### PROBLEM STATEMENT
Across the records below, report how many lines include the word "contains", stating the number alone.
=== DATA SECTION ===
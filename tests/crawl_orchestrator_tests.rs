//! Crawl orchestrator behaviour against an in-memory storefront
//!
//! All tests run on tokio's paused clock, so politeness waits complete
//! instantly while request instants still reflect the virtual delays.

mod common;

use std::sync::Arc;
use std::time::Duration;

use tokio_util::sync::CancellationToken;

use common::{
    FakeSite, Reply, job, magento_homepage, magento_listing, orchestrator, politeness, woo_cards, woo_empty_page,
    woo_malformed_card, woo_page, woo_url,
};
use seed_harvester::application::adapters::{MagentoAdapter, WooCommerceAdapter};
use seed_harvester::domain::{CrawlError, CrawlMode, CrawlState};

fn woo() -> WooCommerceAdapter {
    WooCommerceAdapter::new().unwrap()
}

#[tokio::test(start_paused = true)]
async fn test_mode_two_page_fixture() {
    let mut first = woo_cards("Haze", 23);
    first.insert(7, woo_malformed_card());
    let site = Arc::new(
        FakeSite::new()
            .page(&woo_url(1), woo_page(&first, Some(2)))
            .page(&woo_url(2), woo_page(&woo_cards("Kush", 10), Some(2))),
    );

    let result = orchestrator(&site, &politeness(2000, 5000))
        .run(
            &job("Woo Seeds", &woo_url(1), CrawlMode::Test).with_range(1, 2),
            &woo(),
            &CancellationToken::new(),
        )
        .await;

    assert!(result.is_completed());
    assert_eq!(result.success_count, 33);
    assert_eq!(result.error_count, 1);
    assert_eq!(result.pages_visited, 2);
    assert!(matches!(
        result.errors[0],
        CrawlError::ExtractionFieldError { page: 1, index: 7, .. }
    ));

    let record = &result.records[0];
    assert_eq!(record.canonical_url, "https://woo.test/product/haze-1");
    assert_eq!(record.image_url.as_deref(), Some("https://woo.test/wp-content/uploads/haze-1.jpg"));
    assert_eq!(record.price_variants.len(), 2);
    assert_eq!(record.thc_range.as_ref().and_then(|r| r.max), Some(22.0));
}

#[tokio::test(start_paused = true)]
async fn manual_range_visits_exactly_the_requested_pages() {
    let mut site = FakeSite::new();
    for page in 1..=10 {
        site = site.page(&woo_url(page), woo_page(&woo_cards(&format!("P{page}"), 3), Some(10)));
    }
    let site = Arc::new(site);

    let result = orchestrator(&site, &politeness(2000, 5000))
        .run(
            &job("Woo Seeds", &woo_url(1), CrawlMode::ManualRange).with_range(2, 4),
            &woo(),
            &CancellationToken::new(),
        )
        .await;

    assert!(result.is_completed());
    assert_eq!(site.page_requests(), vec![woo_url(2), woo_url(3), woo_url(4)]);
    assert_eq!(result.success_count, 9);
    assert_eq!(result.detected_max_pages, None);
}

#[tokio::test(start_paused = true)]
async fn end_of_catalog_marker_stops_auto_discovery() {
    let site = Arc::new(
        FakeSite::new()
            .page(&woo_url(1), woo_page(&woo_cards("Haze", 12), Some(5)))
            .page(&woo_url(2), woo_empty_page())
            .page(&woo_url(3), woo_page(&woo_cards("Never", 12), Some(5))),
    );

    let result = orchestrator(&site, &politeness(2000, 5000))
        .run(&job("Woo Seeds", &woo_url(1), CrawlMode::AutoDiscover), &woo(), &CancellationToken::new())
        .await;

    assert!(result.is_completed());
    assert_eq!(site.page_requests(), vec![woo_url(1), woo_url(2)]);
    assert_eq!(result.detected_max_pages, Some(5));
    assert_eq!(result.success_count, 12);
    assert_eq!(result.error_count, 0);
}

#[tokio::test(start_paused = true)]
async fn auto_discovery_follows_first_page_count() {
    let site = Arc::new(
        FakeSite::new()
            .page(&woo_url(1), woo_page(&woo_cards("A", 4), Some(3)))
            .page(&woo_url(2), woo_page(&woo_cards("B", 4), Some(7)))
            .page(&woo_url(3), woo_page(&woo_cards("C", 4), Some(7))),
    );

    let result = orchestrator(&site, &politeness(2000, 5000))
        .run(&job("Woo Seeds", &woo_url(1), CrawlMode::AutoDiscover), &woo(), &CancellationToken::new())
        .await;

    assert_eq!(site.page_requests(), vec![woo_url(1), woo_url(2), woo_url(3)]);
    assert_eq!(result.success_count, 12);
}

#[tokio::test(start_paused = true)]
async fn explicit_crawl_delay_spaces_every_fetch() {
    let site = Arc::new(
        FakeSite::new()
            .page("https://woo.test/robots.txt", "User-agent: *\nCrawl-delay: 7\n")
            .page(&woo_url(1), woo_page(&woo_cards("A", 2), Some(3)))
            .page(&woo_url(2), woo_page(&woo_cards("B", 2), Some(3)))
            .page(&woo_url(3), woo_page(&woo_cards("C", 2), Some(3))),
    );

    orchestrator(&site, &politeness(2000, 5000))
        .run(&job("Woo Seeds", &woo_url(1), CrawlMode::AutoDiscover), &woo(), &CancellationToken::new())
        .await;

    // robots.txt counts as a request to the origin too
    assert_eq!(site.requests()[0], "https://woo.test/robots.txt");
    let times = site.request_times();
    assert_eq!(times.len(), 4);
    for pair in times.windows(2) {
        assert!(pair[1].duration_since(pair[0]) >= Duration::from_secs(7));
    }
}

#[tokio::test(start_paused = true)]
async fn lost_entry_page_still_waits_before_next_job_on_origin() {
    let site = Arc::new(
        FakeSite::new()
            .status("https://woo.test/sale/", 404)
            .page(&woo_url(1), woo_page(&woo_cards("A", 2), None)),
    );
    let orchestrator = orchestrator(&site, &politeness(2000, 2000));

    let lost = orchestrator
        .run(&job("Woo Sale", "https://woo.test/sale/", CrawlMode::Test), &woo(), &CancellationToken::new())
        .await;
    let next = orchestrator
        .run(&job("Woo Seeds", &woo_url(1), CrawlMode::Test), &woo(), &CancellationToken::new())
        .await;

    assert_eq!(lost.final_state, CrawlState::Aborted { reason: "entry url unavailable".into() });
    assert!(next.is_completed());
    assert_eq!(site.page_requests(), vec!["https://woo.test/sale/".to_string(), woo_url(1)]);
    let times = site.page_request_times();
    assert!(times[1].duration_since(times[0]) >= Duration::from_millis(2000));
}

#[tokio::test(start_paused = true)]
async fn unreachable_homepage_waits_before_returning() {
    let site = Arc::new(FakeSite::new().status("https://mage.test/", 404));
    let started = tokio::time::Instant::now();

    orchestrator(&site, &politeness(2000, 2000))
        .run(
            &job("Mage Seeds", "https://mage.test/", CrawlMode::Test),
            &MagentoAdapter::new().unwrap(),
            &CancellationToken::new(),
        )
        .await;

    let homepage = site.page_request_times()[0];
    assert!(tokio::time::Instant::now().duration_since(homepage) >= Duration::from_millis(2000));
    // robots.txt fetch, wait, homepage, wait
    assert!(homepage.duration_since(started) >= Duration::from_millis(2000));
}

#[tokio::test(start_paused = true)]
async fn jittered_delay_stays_within_bounds() {
    let mut site = FakeSite::new();
    for page in 1..=5 {
        site = site.page(&woo_url(page), woo_page(&woo_cards(&format!("P{page}"), 2), Some(5)));
    }
    let site = Arc::new(site);

    orchestrator(&site, &politeness(2000, 5000))
        .run(&job("Woo Seeds", &woo_url(1), CrawlMode::AutoDiscover), &woo(), &CancellationToken::new())
        .await;

    let times = site.page_request_times();
    assert_eq!(times.len(), 5);
    for pair in times.windows(2) {
        let gap = pair[1].duration_since(pair[0]);
        assert!(gap >= Duration::from_millis(2000), "gap {gap:?} below floor");
        // one tick of timer resolution
        assert!(gap <= Duration::from_millis(5001), "gap {gap:?} above ceiling");
    }
}

#[tokio::test(start_paused = true)]
async fn throttled_page_is_retried_with_backoff() {
    let site = Arc::new(FakeSite::new().script(
        &woo_url(1),
        vec![Reply::Status(503), Reply::Body(woo_page(&woo_cards("A", 3), None))],
    ));

    let result = orchestrator(&site, &politeness(2000, 2000))
        .run(&job("Woo Seeds", &woo_url(1), CrawlMode::Test), &woo(), &CancellationToken::new())
        .await;

    assert!(result.is_completed());
    assert_eq!(result.success_count, 3);
    assert_eq!(result.error_count, 0);
    assert_eq!(site.request_count(&woo_url(1)), 2);

    let times = site.page_request_times();
    assert!(times[1].duration_since(times[0]) >= Duration::from_millis(4000));
}

#[tokio::test(start_paused = true)]
async fn timeout_is_retried() {
    let site = Arc::new(FakeSite::new().script(
        &woo_url(1),
        vec![Reply::Timeout, Reply::Body(woo_page(&woo_cards("A", 2), None))],
    ));

    let result = orchestrator(&site, &politeness(2000, 2000))
        .run(&job("Woo Seeds", &woo_url(1), CrawlMode::Test), &woo(), &CancellationToken::new())
        .await;

    assert_eq!(result.success_count, 2);
    assert_eq!(site.request_count(&woo_url(1)), 2);
}

#[tokio::test(start_paused = true)]
async fn exhausted_retries_skip_the_page_only() {
    let site = Arc::new(
        FakeSite::new()
            .page(&woo_url(1), woo_page(&woo_cards("A", 2), None))
            .status(&woo_url(2), 503)
            .page(&woo_url(3), woo_page(&woo_cards("C", 2), None)),
    );

    let result = orchestrator(&site, &politeness(2000, 2000))
        .run(
            &job("Woo Seeds", &woo_url(1), CrawlMode::ManualRange).with_range(1, 3),
            &woo(),
            &CancellationToken::new(),
        )
        .await;

    assert!(result.is_completed());
    assert_eq!(site.request_count(&woo_url(2)), 3);
    assert_eq!(site.request_count(&woo_url(3)), 1);
    assert_eq!(result.pages_visited, 3);
    assert_eq!(result.success_count, 4);
    assert_eq!(result.error_count, 1);
    assert!(matches!(
        &result.errors[0],
        CrawlError::PageFetchFailed { attempts: 3, status: Some(503), .. }
    ));
}

#[tokio::test(start_paused = true)]
async fn not_found_is_not_retried() {
    let site = Arc::new(
        FakeSite::new()
            .page(&woo_url(1), woo_page(&woo_cards("A", 2), None))
            .page(&woo_url(3), woo_page(&woo_cards("C", 2), None)),
    );

    let result = orchestrator(&site, &politeness(2000, 2000))
        .run(
            &job("Woo Seeds", &woo_url(1), CrawlMode::ManualRange).with_range(1, 3),
            &woo(),
            &CancellationToken::new(),
        )
        .await;

    assert_eq!(site.request_count(&woo_url(2)), 1);
    assert_eq!(result.success_count, 4);
    assert_eq!(result.error_count, 1);
}

#[tokio::test(start_paused = true)]
async fn robots_block_abandons_only_that_category() {
    let site = Arc::new(
        FakeSite::new()
            .page("https://mage.test/robots.txt", "User-agent: SeedHarvester\nDisallow: /feminized\n")
            .page(
                "https://mage.test/",
                magento_homepage(&[("Feminized Seeds", "/feminized-seeds.html"), ("Autoflowering", "/autoflowering.html")]),
            )
            .page("https://mage.test/feminized-seeds.html", magento_listing(&["Never Fetched"]))
            .page("https://mage.test/autoflowering.html", magento_listing(&["Auto One", "Auto Two"])),
    );

    let result = orchestrator(&site, &politeness(2000, 5000))
        .run(
            &job("Mage Seeds", "https://mage.test/", CrawlMode::Test),
            &MagentoAdapter::new().unwrap(),
            &CancellationToken::new(),
        )
        .await;

    assert!(result.is_completed());
    assert_eq!(site.request_count("https://mage.test/feminized-seeds.html"), 0);
    assert_eq!(result.success_count, 2);
    assert_eq!(result.error_count, 1);
    assert!(matches!(&result.errors[0], CrawlError::RobotsBlocked { url } if url.contains("feminized")));
    assert_eq!(result.categories.len(), 2);
    assert!(result.records.iter().all(|r| r.category.slug == "autoflowering"));
}

#[tokio::test(start_paused = true)]
async fn unreachable_homepage_aborts_discovery_job() {
    let site = Arc::new(FakeSite::new().status("https://mage.test/", 500));

    let result = orchestrator(&site, &politeness(2000, 5000))
        .run(
            &job("Mage Seeds", "https://mage.test/", CrawlMode::AutoDiscover),
            &MagentoAdapter::new().unwrap(),
            &CancellationToken::new(),
        )
        .await;

    assert!(matches!(result.final_state, CrawlState::Aborted { .. }));
    assert!(result.records.is_empty());
    assert_eq!(result.error_count, 1);
    assert_eq!(site.request_count("https://mage.test/"), 1);
}

#[tokio::test(start_paused = true)]
async fn cancellation_during_wait_keeps_harvested_records() {
    let mut site = FakeSite::new();
    for page in 1..=3 {
        site = site.page(&woo_url(page), woo_page(&woo_cards(&format!("P{page}"), 5), Some(3)));
    }
    let site = Arc::new(site);

    let cancel = CancellationToken::new();
    let trigger = cancel.clone();
    tokio::spawn(async move {
        // after page 1 (robots wait ends at 2s), before page 2 (4s)
        tokio::time::sleep(Duration::from_millis(3000)).await;
        trigger.cancel();
    });

    let result = orchestrator(&site, &politeness(2000, 2000))
        .run(&job("Woo Seeds", &woo_url(1), CrawlMode::AutoDiscover), &woo(), &cancel)
        .await;

    assert_eq!(result.final_state, CrawlState::Aborted { reason: "cancelled".into() });
    assert_eq!(site.page_requests(), vec![woo_url(1)]);
    assert_eq!(result.success_count, 5);
    assert!(result.errors.contains(&CrawlError::Cancelled));
}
===
### REPLY
2